Foreman and bootable containers

Tutorial: Install CentOS bootable container using Foreman over PXE

Environment: Katello nightly (1/2024)

This is a short tutorial from January 2024 briefly describing how to install bootable containers with Foreman.

Content setup

RPM repository

Created new product and new RPM repository from Fedora ELN BaseOS upstream. Synchronized the repository.

Problem: Pulp synchronizes the files correctly, however, Katello fails to perform post-processing tasks because “ELN” cannot be stored in the Operating System database field Version (integer).

Workaround: I manually created an Operating System entry and associated all templates.

Problem: With On Demand policy, PXE files get corrupted the next day in case of compose repositories which are regenerated on a daily basis. This can be either caused by Foreman Proxy (it performs re-download of existing file via “continue” wget operation), or by Pulp.

Workaround: Changed Installation media URL to upstream instead of Pulp. Could be probably solved by changing to Immediate policy, but I did not want to sync the whole repo just for this research as the demo system is shared across the whole team.

Container repository

Created a new “docker” repository within the product with upstream set to Fedora ELN bootable container.

Problem: Pulp is not configured to publish container repositories publicly, authentication is needed in order to consume the content. Not necessarily a problem, but in provisioning, usernames/passwords/tokens are passed to provisioning systems via clear text and RPM installations do also use public repositories published via HTTP.

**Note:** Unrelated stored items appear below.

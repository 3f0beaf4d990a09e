use std::fmt;
use std::time::Duration;

use async_trait::async_trait;
use reqwest::header::CONTENT_TYPE;

use crate::error::{Service, SetupError, TransportError};
use crate::payload::Payload;
use crate::transport::{Method, Response, Transport};

/// Header Kibana requires on state-changing requests.
pub const XSRF_HEADER: &str = "kbn-xsrf";

/// Username/password pair shared by both services.
#[derive(Clone, PartialEq, Eq)]
pub struct Credentials {
    pub username: String,
    pub password: String,
}

impl Credentials {
    pub fn new(username: impl Into<String>, password: impl Into<String>) -> Self {
        Self {
            username: username.into(),
            password: password.into(),
        }
    }
}

impl fmt::Debug for Credentials {
    fn fmt(&self, f: &mut fmt::Formatter<'_>) -> fmt::Result {
        f.debug_struct("Credentials")
            .field("username", &self.username)
            .field("password", &"***")
            .finish()
    }
}

/// Base URL and credentials of one service.
#[derive(Debug, Clone)]
pub struct Endpoint {
    service: Service,
    base_url: String,
    credentials: Credentials,
}

impl Endpoint {
    pub fn new(service: Service, base_url: &str, credentials: Credentials) -> Self {
        let base_url = base_url.trim_end_matches('/').to_string();
        Self {
            service,
            base_url,
            credentials,
        }
    }

    pub fn service(&self) -> Service {
        self.service
    }

    pub fn base_url(&self) -> &str {
        &self.base_url
    }

    fn url(&self, path: &str) -> String {
        format!("{}{}", self.base_url, path)
    }
}

/// reqwest-backed [`Transport`] for one endpoint.
pub struct HttpTransport {
    http: reqwest::Client,
    endpoint: Endpoint,
}

impl HttpTransport {
    pub fn new(endpoint: Endpoint) -> Self {
        Self {
            http: reqwest::Client::new(),
            endpoint,
        }
    }

    /// Builds a transport whose requests time out after `timeout`.
    ///
    /// # Errors
    ///
    /// Returns [`SetupError::Config`] if the HTTP client cannot be built.
    pub fn with_timeout(
        endpoint: Endpoint,
        timeout: Option<Duration>,
    ) -> Result<Self, SetupError> {
        let mut builder = reqwest::Client::builder();
        if let Some(timeout) = timeout {
            builder = builder.timeout(timeout);
        }
        let http = builder
            .build()
            .map_err(|e| SetupError::Config(format!("failed to build HTTP client: {e}")))?;
        Ok(Self { http, endpoint })
    }

    pub fn endpoint(&self) -> &Endpoint {
        &self.endpoint
    }

    fn request(&self, method: Method, url: &str) -> reqwest::RequestBuilder {
        let creds = &self.endpoint.credentials;
        self.http
            .request(method, url)
            .basic_auth(&creds.username, Some(&creds.password))
            .header(XSRF_HEADER, "true")
    }
}

#[async_trait]
impl Transport for HttpTransport {
    fn service(&self) -> Service {
        self.endpoint.service
    }

    async fn execute(
        &self,
        method: Method,
        path: &str,
        body: Option<Payload>,
    ) -> Result<Response, TransportError> {
        let url = self.endpoint.url(path);
        tracing::debug!(service = %self.endpoint.service, %method, path, "sending request");

        let mut req = self.request(method, &url);
        if let Some(body) = body {
            req = req
                .header(CONTENT_TYPE, "application/json")
                .body(body.into_bytes());
        }

        let resp = req
            .send()
            .await
            .map_err(|e| TransportError::new(self.endpoint.service, path, e.to_string()))?;
        let status = resp.status().as_u16();
        Ok(Response::new(status, resp))
    }
}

Workaround: A katello username/password will be used to authenticate to Pulp.

Provisioning setup

Kickstart template

Created a new kickstart template of “provisioning” kind and associated it with the Operating System created below (you need to return to this screen later). The full template text.

Problem: I was not sure about the syntax of the ostreecontainer kickstart command, according to docs it should support the URL format of ostree native containers, but I haven’t tested that.

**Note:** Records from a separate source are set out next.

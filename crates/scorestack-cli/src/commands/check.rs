use anyhow::{Result, bail};
use scorestack_setup::health::READY_STATE;
use scorestack_setup::{SetupConfig, Transport, probe};

use crate::output::print_state;

/// Polls each service once and fails unless both report green.
pub async fn check(
    cfg: &SetupConfig,
    storage: &dyn Transport,
    dashboard: &dyn Transport,
) -> Result<()> {
    let mut states = Vec::with_capacity(2);
    for (transport, url) in [(storage, &cfg.elasticsearch), (dashboard, &cfg.kibana)] {
        let service = transport.service().to_string();
        let state = probe(transport).await.map_err(|e| e.to_string());
        print_state(&service, url, state.as_deref().map_err(Clone::clone));
        states.push((service, state));
    }
    ensure_ready(&states)
}

fn ensure_ready(states: &[(String, Result<String, String>)]) -> Result<()> {
    let unready: Vec<&str> = states
        .iter()
        .filter(|(_, state)| state.as_deref() != Ok(READY_STATE))
        .map(|(service, _)| service.as_str())
        .collect();
    if !unready.is_empty() {
        bail!("not ready: {}", unready.join(", "));
    }
    Ok(())
}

Solution: I used skopeo to login and copy the container locally to tmpfs overlay file system.

Installation media and OS

Note: This step can be skipped once the mentioned problems with Katello kickstart tree version (“ELN”) is resolved.

Created the following Installation Media with URL to upstream not Pulp because of the PXE files corruption issue.

Created Operating System entry. Note the Major Version must be higher than 32 for Fedora or 9 for RHEL, otherwise incorrect (and unsupported) kernel command line options will be rendered (e.g. “ks” instead “inst.ks”):

Selected the installation media created above:

Provisioning

I used libvirt Compute Resource VM with 5 GB RAM. Make sure to use at least 2GB + size of the bootable container. I created a new host with the specified Operating System, Installation Media and Provisioning Template.

Important step is to create a Host Parameter named “kickstart_kernel_custom_options” with “inst.stage2=URL” with URL pointing to the kickstart repository. This ensures that the anaconda will be able to locate the stage2 (install.img) file even with kickstart which does not contain a repository URL.

The system boots via PXELinux:

The system took a while to boot because stage2 is downloaded from upstream URL (Brno to US), this is only because of my workaround, when using Pulp it will be faster as mirrored content will be picked:

Anaconda executes the pre-installation step where skopeo copies the whole container into memory:

And the installation proceeds then:

Anaconda installs the bootloader (this was a BIOS system) and reboots:

The system comes back running from a bootable container:

Conclusion

The workaround is possible, few problems need to be resolved in order to make this easier for customers.

  • Provisioning from a container image via PXE works directly and no disk image is required.
  • This will apply to virt and bare metal.
  • The majority of issues encountered were with Fedora ELN and not bootable containers itself.
  • We will need some (minor) provisioning template updates to support provisioning from a bootable container.

10 MIN DEMO: https://youtu.be/a4I50sLunPg

Note: When I say “bifrost” on the record what I really mean is “bootable container”.